Given data
#####

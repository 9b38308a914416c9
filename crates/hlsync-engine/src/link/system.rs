//! Production link manager.
//!
//! Files are hardlinked through `std::fs::hard_link`. Whole directories
//! cannot be hardlinked portably, so they are delegated to the external
//! `hln` utility as an atomic unit; the engine never descends into
//! directory contents itself.

use std::fs;
use std::io;
use std::path::Path;
use std::process::Command;

use hlsync_core::error::{HlsyncError, SyncResult};

use super::{install, LinkManager, HLN_TOOL};

/// Link manager backed by the standard library and the `hln` tool
#[derive(Debug, Default)]
pub struct SystemLinker;

impl SystemLinker {
    pub fn new() -> Self {
        Self
    }

    fn link_directory(&self, from: &Path, to: &Path) -> SyncResult<()> {
        let output = Command::new(HLN_TOOL)
            .arg(from)
            .arg(to)
            .output()
            .map_err(|e| HlsyncError::LinkFailed {
                from: from.to_path_buf(),
                to: to.to_path_buf(),
                message: format!("could not run {}: {}", HLN_TOOL, e),
            })?;

        if output.status.success() {
            Ok(())
        } else {
            Err(HlsyncError::LinkFailed {
                from: from.to_path_buf(),
                to: to.to_path_buf(),
                message: String::from_utf8_lossy(&output.stderr).trim().to_string(),
            })
        }
    }

    fn unlink_directory(&self, path: &Path) -> SyncResult<()> {
        let output = Command::new(HLN_TOOL)
            .arg("-u")
            .arg(path)
            .output()
            .map_err(|e| HlsyncError::UnlinkFailed {
                path: path.to_path_buf(),
                message: format!("could not run {}: {}", HLN_TOOL, e),
            })?;

        if output.status.success() {
            Ok(())
        } else {
            Err(HlsyncError::UnlinkFailed {
                path: path.to_path_buf(),
                message: String::from_utf8_lossy(&output.stderr).trim().to_string(),
            })
        }
    }
}

impl LinkManager for SystemLinker {
    fn ensure_available(&self) -> SyncResult<()> {
        install::ensure_installed(HLN_TOOL)
    }

    fn create_link(&self, from: &Path, to: &Path) -> SyncResult<()> {
        if from.is_dir() {
            self.link_directory(from, to)
        } else {
            fs::hard_link(from, to).map_err(|e| HlsyncError::LinkFailed {
                from: from.to_path_buf(),
                to: to.to_path_buf(),
                message: e.to_string(),
            })
        }
    }

    fn remove_link(&self, path: &Path) -> SyncResult<()> {
        // symlink_metadata so a dangling symlink still counts as present
        let meta = match fs::symlink_metadata(path) {
            Ok(meta) => meta,
            Err(e) if e.kind() == io::ErrorKind::NotFound => return Ok(()),
            Err(e) => {
                return Err(HlsyncError::UnlinkFailed {
                    path: path.to_path_buf(),
                    message: e.to_string(),
                })
            }
        };

        if meta.is_dir() {
            self.unlink_directory(path)
        } else {
            match fs::remove_file(path) {
                Ok(()) => Ok(()),
                Err(e) if e.kind() == io::ErrorKind::NotFound => Ok(()),
                Err(e) => Err(HlsyncError::UnlinkFailed {
                    path: path.to_path_buf(),
                    message: e.to_string(),
                }),
            }
        }
    }
}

#####

Work instruction
Copy out every line above where "SyncResult" is present.

Solution to the problem
use hlsync_core::error::{HlsyncError, SyncResult};
    fn link_directory(&self, from: &Path, to: &Path) -> SyncResult<()> {
    fn unlink_directory(&self, path: &Path) -> SyncResult<()> {
    fn ensure_available(&self) -> SyncResult<()> {
    fn create_link(&self, from: &Path, to: &Path) -> SyncResult<()> {
    fn remove_link(&self, path: &Path) -> SyncResult<()> {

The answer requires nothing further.